Yep - the goalie ran the entire length of the pitch to score from the corner kick.


Can Somebody Explain Soccer?

Post 36

Number Six

I'm not sure if there's an American equivalent - stoppage time is also known as injury time. A football match is supposed to last for 90 minutes, but it's usual for the referee to add on some time at the end if the game has had to be stopped for injured players to receive treatment, or if either of the teams have been conspicuously timewasting.

So what happened at Carlisle is that the 90 minutes were up, they were playing the couple of extra minutes added on for injuries and stoppages, and that's when the goalkeeper scored.

Common practice these days is for the referee to inform the fourth official how much injury time he intends to add, who then displays the number of extra minutes to be played to the crowd using an illuminated signboard.

smiley - mod


Can Somebody Explain Soccer?

Post 37

Kerr_Avon - hunting stray apostrophes and gutting poorly parsed sentences

"If I meet an Englishman who refers to football as 'soccer', I assume he's a posh rugby-playing t**t and not worthy of my attention in future."

Oi! smiley - cross

smiley - ale


Can Somebody Explain Soccer?

Post 38

Number Six

Sorry Kerr, I'm discriminating on the basis of bitter experience at school, college and university.

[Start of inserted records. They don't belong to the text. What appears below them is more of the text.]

//! Hard-coded default prompt templates.
//!
//! The [`FallbackCatalog`] is the last line of defense before the generic
//! not-found literal. It must hold an entry for every prompt name the service
//! requests ([`REQUIRED_PROMPTS`]), so that a deployment with no reachable
//! prompt store still produces usable prompts.

use std::collections::HashMap;

/// System prompt for the modification chat. Expects the model to answer in JSON.
pub const CHAT_SYSTEM: &str = "chat_system";
/// Compiles a session's conversation into fix instructions.
pub const FIX_INSTRUCTIONS: &str = "fix_instructions";
/// Turns a preview selection into a follow-up question for the user.
pub const SELECTION_ANALYSIS: &str = "selection_analysis";
pub const AUTO_QUESTION_DEFAULT: &str = "auto_question_default";
pub const GENERATE_FIX_DEFAULT: &str = "generate_fix_default";

/// Prompt names the service resolves at runtime.
pub const REQUIRED_PROMPTS: &[&str] = &[CHAT_SYSTEM, FIX_INSTRUCTIONS, SELECTION_ANALYSIS];

const CHAT_SYSTEM_TEMPLATE: &str = "\
You are an assistant helping a client review a generated website preview. \
The user may have selected an element on the page and will describe what \
they want changed.

Decide how to handle each message:
- \"immediate\": a small, unambiguous visual change that can be applied to the \
preview right now (text replacement, color, size, removal).
- \"batch\": a larger or structural change that should be recorded for the \
developers' fix-instruction document.
- \"question\": the request is unclear; ask one short clarifying question.

Always answer with a single JSON object and nothing else:
{\"action\": \"immediate\" | \"batch\" | \"question\", \
\"response\": \"message shown to the user\", \
\"modification\": {\"selector\": \"CSS selector\", \
\"action\": \"replace\" | \"style\" | \"insert\" | \"remove\", \
\"content\": \"new HTML for replace/insert\", \
\"styles\": {\"css-property\": \"value\"}} | null}

Only include \"modification\" when action is \"immediate\". Keep responses \
polite and brief.";

const FIX_INSTRUCTIONS_TEMPLATE: &str = "\
You are an assistant that turns client feedback on a website into precise \
fix instructions for the developers.

Session: {session_id}
Generated at: {timestamp}

Conversation log:
{conversation_text}

Write a fix-instruction document in HTML using only <h1>, <h2>, <h3> and <p> \
elements. Start with an <h1> title, group related requests under <h2> \
headings by page area, and for each request state the target element, the \
current state, and the requested change. Omit greetings and small talk.";

const SELECTION_ANALYSIS_TEMPLATE: &str = "\
The user selected the following {selection_type} in the website preview:

{selection_content}

{user_comment}

What would you like to change about this part? For example the wording, \
the color or size, or whether it should be removed.";

const AUTO_QUESTION_TEMPLATE: &str = "\
Generate a short question asking the user what they would like to change \
about the selected text.";

const GENERATE_FIX_TEMPLATE: &str = "\
Generate fix instructions for the selected text based on the user's request.";

/// Static name → template map populated at construction.
#[derive(Debug, Clone)]
pub struct FallbackCatalog {
    templates: HashMap<String, String>,
}

impl FallbackCatalog {
    /// The builtin catalog covering every name in [`REQUIRED_PROMPTS`].
    pub fn builtin() -> Self {
        let templates = [
            (CHAT_SYSTEM, CHAT_SYSTEM_TEMPLATE),
            (FIX_INSTRUCTIONS, FIX_INSTRUCTIONS_TEMPLATE),
            (SELECTION_ANALYSIS, SELECTION_ANALYSIS_TEMPLATE),
            (AUTO_QUESTION_DEFAULT, AUTO_QUESTION_TEMPLATE),
            (GENERATE_FIX_DEFAULT, GENERATE_FIX_TEMPLATE),
        ]
        .into_iter()
        .map(|(name, template)| (name.to_string(), template.to_string()))
        .collect();
        Self { templates }
    }

    /// A catalog with no entries.
    pub fn empty() -> Self {
        Self {
            templates: HashMap::new(),
        }
    }

    /// Add or replace an entry. Empty templates are ignored so the catalog
    /// never hands out empty content.
    pub fn with_entry(mut self, name: impl Into<String>, template: impl Into<String>) -> Self {
        let template = template.into();
        if !template.trim().is_empty() {
            self.templates.insert(name.into(), template);
        }
        self
    }

    pub fn get(&self, name: &str) -> Option<&str> {
        self.templates.get(name).map(String::as_str)
    }

    pub fn contains(&self, name: &str) -> bool {
        self.templates.contains_key(name)
    }

    /// Entry names, sorted.
    pub fn names(&self) -> Vec<&str> {
        let mut names: Vec<&str> = self.templates.keys().map(String::as_str).collect();
        names.sort_unstable();
        names
    }

    /// Names from `required` that this catalog cannot serve.
    pub fn missing<'a>(&self, required: &[&'a str]) -> Vec<&'a str> {
        required
            .iter()
            .copied()
            .filter(|name| !self.contains(name))
            .collect()
    }
}

impl Default for FallbackCatalog {
    fn default() -> Self {
        Self::builtin()
    }
}

#[cfg(test)]
mod tests {
    use super::*;
    use crate::render::{placeholders, try_render, vars};

    #[test]
    fn builtin_covers_required_prompts() {
        let catalog = FallbackCatalog::builtin();
        assert!(catalog.missing(REQUIRED_PROMPTS).is_empty());
        for name in catalog.names() {
            assert!(!catalog.get(name).unwrap().trim().is_empty(), "{name} is empty");
        }
    }

    #[test]
    fn chat_system_has_no_placeholders() {
        let catalog = FallbackCatalog::builtin();
        assert!(placeholders(catalog.get(CHAT_SYSTEM).unwrap()).is_empty());
    }

    #[test]
    fn selection_analysis_renders_with_service_variables() {
        let catalog = FallbackCatalog::builtin();
        let out = try_render(
            catalog.get(SELECTION_ANALYSIS).unwrap(),
            &vars([
                ("selection_content", "Welcome to our shop"),
                ("selection_type", "heading"),
                ("user_comment", ""),
            ]),
        )
        .unwrap();
        assert!(out.contains("following heading"));
        assert!(out.contains("Welcome to our shop"));
    }

    #[test]
    fn fix_instructions_placeholders() {
        let catalog = FallbackCatalog::builtin();
        assert_eq!(
            placeholders(catalog.get(FIX_INSTRUCTIONS).unwrap()),
            vec!["session_id", "timestamp", "conversation_text"]
        );
    }

    #[test]
    fn with_entry_ignores_empty_templates() {
        let catalog = FallbackCatalog::empty()
            .with_entry("a", "content")
            .with_entry("b", "   ");
        assert_eq!(catalog.names(), vec!["a"]);
        assert_eq!(catalog.missing(&["a", "b"]), vec!["b"]);
    }
}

Welsh, Scottish and Irish fans and players of Oddball are generally fine by me, and I positively warm to most Rugby Leagueists. But when England won the Rugby Union World Cup, my thought while watching it was "they won" rather than "we won" because I just don't feel that the English Rugby Union-playing nation represents me in any way - it's just a blind spot I've developed over the years.

Of course, I have encountered some football fans over the years who are also positively odious, and a few English Rugby Union fans who've been charm personified.

smiley - mod


Can Somebody Explain Soccer?

Post 39

Number Six

And anyway, you're a girl. I've seen photos. smiley - tongueout

smiley - mod


Can Somebody Explain Soccer?

Post 40

Steve K.

"By the way - the underlying reason why most British people call football 'football' and dislike it being referred to as 'soccer' is a class-based one. When the debate took place in the 19th century about whether football players were allowed to pick the ball up and run with it, the sport split into two factions. ..."

It turns out we Americans were just following the British Empire here, or at least the Canadian part of it. From Wikipedia:

"The first match generally said to have occurred under English FA (soccer) rules in the USA was a game between Princeton and Rutgers in 1869. This is also often considered to be the first US game of college football, in the sense of a game between colleges (although the eventual form of American football would come from rugby, not soccer). Modern American football grew out of a match between McGill University of Montreal, and Harvard University in 1874. At the time, Harvard students are reported to have played the "Boston Game" — a running code — rather than the FA-based kicking games favored by US universities. This made it easy for Harvard to adapt to the rugby-based game played by McGill and the two teams alternated between their respective sets of rules. Within a few years, however, Harvard had both adopted McGill's rugby rules and had persuaded other US university teams to do the same."